Os resultados da Redução de Danos, segundo Antonieta Guimarães Bizzotto, terapeuta da ong Terceira Margem, são de 1% de contaminação com HIV e hepatite C para quem troca seringas, agulhas e preservativos, contra os 80% dos grupos que não trocam. Outra estatística citada pela psicóloga, esta desanimadora, é de que o índice de fracasso para evitar a reincidência nas drogas é de 70%. Por isso ela recomenda ênfase na prevenção, a cargo das escolas, mas adverte que "os professores não estão capacitados para fazer esse trabalho".

A psiquiatra Karla Maria Barbosa Miranda relatou que se demitiu do centro de saúde de Diamantina após sofrer na pele com o fechamento dos manicômios, sem oferecer nada em troca aos pacientes. "Gostaria de manifestar minha decepção com as idéias geniais que acabam sendo adotadas de maneira inútil. Esses grupos para expressar sentimentos, a meu ver, são estratégia para pobre, porque não incluem tratamentos nem alternativas para o usuário que deseja se tratar. A 'desospitalização' foi adotada por ser mais barata. Gostaria que as pessoas pudessem ser tratadas dentro dos níveis de complexidade do SUS, de acordo com cada caso", sugeriu.

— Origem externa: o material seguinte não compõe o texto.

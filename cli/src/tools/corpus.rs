//! Sample corpus seeded into the document index at startup

use anyhow::Result;
use std::sync::Arc;
use toolflow_core::retrieval::{RecursiveTextSplitter, VectorStore};
use toolflow_core::{InMemoryVectorStore, WorkflowConfig};
use tracing::debug;

/// Short Korean passages on AI topics
pub const SAMPLE_DOCUMENTS: [&str; 10] = [
    "인공지능(AI)은 인간의 학습능력과 추론능력, 지각능력, 자연언어의 이해능력 등을 컴퓨터 프로그램으로 실현한 기술입니다.",
    "머신러닝은 데이터로부터 패턴을 학습하여 예측이나 분류를 수행하는 AI의 한 분야입니다.",
    "딥러닝은 인공신경망을 기반으로 한 머신러닝 기법으로, 복잡한 패턴을 학습할 수 있습니다.",
    "자연어처리(NLP)는 인간의 언어를 컴퓨터가 이해하고 처리할 수 있도록 하는 기술입니다.",
    "컴퓨터 비전은 컴퓨터가 디지털 이미지나 비디오로부터 의미 있는 정보를 추출하고 이해하는 기술입니다.",
    "강화학습은 에이전트가 환경과 상호작용하며 보상을 최대화하는 방향으로 학습하는 방법입니다.",
    "LangGraph는 LangChain 기반의 복잡한 AI 애플리케이션을 구축하기 위한 프레임워크입니다.",
    "LangChain은 대규모 언어 모델을 활용한 애플리케이션 개발을 위한 프레임워크입니다.",
    "RAG(Retrieval-Augmented Generation)는 외부 지식베이스를 검색하여 더 정확한 답변을 생성하는 기술입니다.",
    "벡터 데이터베이스는 고차원 벡터를 저장하고 유사도 검색을 지원하는 데이터베이스입니다.",
];

/// Create an in-memory index holding the sample corpus
///
/// Each passage is tagged `doc_<i>`; chunk ids run across the whole corpus.
pub fn seeded_store(config: &WorkflowConfig) -> Result<Arc<dyn VectorStore>> {
    let splitter = RecursiveTextSplitter::new(config.chunk_size, config.chunk_overlap)?;
    let store = InMemoryVectorStore::new();

    let mut documents = Vec::new();
    for (i, text) in SAMPLE_DOCUMENTS.iter().enumerate() {
        let chunks = splitter.create_documents(text, &format!("doc_{}", i), documents.len());
        documents.extend(chunks);
    }

    let added = store.add_documents(documents)?;
    debug!("Seeded document index with {} chunks", added);

    Ok(Arc::new(store))
}

#[cfg(test)]
mod tests {
    use super::*;

    #[test]
    fn test_seeded_store_has_every_passage() {
        let store = seeded_store(&WorkflowConfig::default()).unwrap();
        assert_eq!(store.len().unwrap(), SAMPLE_DOCUMENTS.len());

        let results = store.similarity_search("강화학습", 1).unwrap();
        assert_eq!(results[0].source(), Some("doc_5"));
        assert_eq!(results[0].metadata["chunk_id"], serde_json::json!(5));
    }
}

Drogados não são bandidos nem doentes

A inutilidade dos grupos de expressar sentimentos, levantada pela psiquiatra, foi contra-argumentada por Helbert Saraiva, agente da ong Redamig, que disse desconhecer os motivos, mas ter certeza da diminuição da violência entre os usuários de substâncias psicoativas que recebem atenção da Redamig. "Nos relacionamos com eles com atenção e respeito. Não os consideramos nem bandidos, nem doentes. Reconheço, no entanto, que é difícil falar em reinserção social para quem nunca teve nada. Nem família, nem acesso a educação, saúde e trabalho", disse Saraiva.

O deputado Fahim Sawan (PSDB) revelou que iniciou sua carreira de médico em Uberaba, em 1983, quando morreu de Aids o estilista Markito, e que fez sua tese de mestrado na USP sobre essa epidemia. "Logo compreendi que não era possível dissociar a Aids do consumo de drogas. Até hoje sempre faço palestras pregando o uso da camisinha nas vésperas do Carnaval".

As sugestões para operacionalização da redução de danos através do SUS incluíram a capacitação das equipes de Saúde da Família, mas o deputado Fahim Sawan criticou a descontinuidade do programa devida à demissão, por motivos políticos, do pessoal treinado quando muda o prefeito. O deputado Ricardo Duarte, ao final da reunião, notou que foram feitas poucas críticas ao conteúdo do projeto, e agradeceu as contribuições oferecidas ao relator.

Presenças - Deputados Adelmo Carneiro Leão (PT), presidente; Carlos Pimenta (PDT), vice-presidente; Fahim Sawan (PSDB) e Ricardo Duarte (PT). Além dos citados, estavam presentes também Ana Regina Machado, diretora do Centro Mineiro de Toxicomania; Raquel Pinheiro, da Associação Mineira de Prevenção às Drogas; Major Débora Correa Teixeira, médica do Hospital João XXIII; e Geisa Fernandes Calbert, da Secretaria Especial Antidrogas.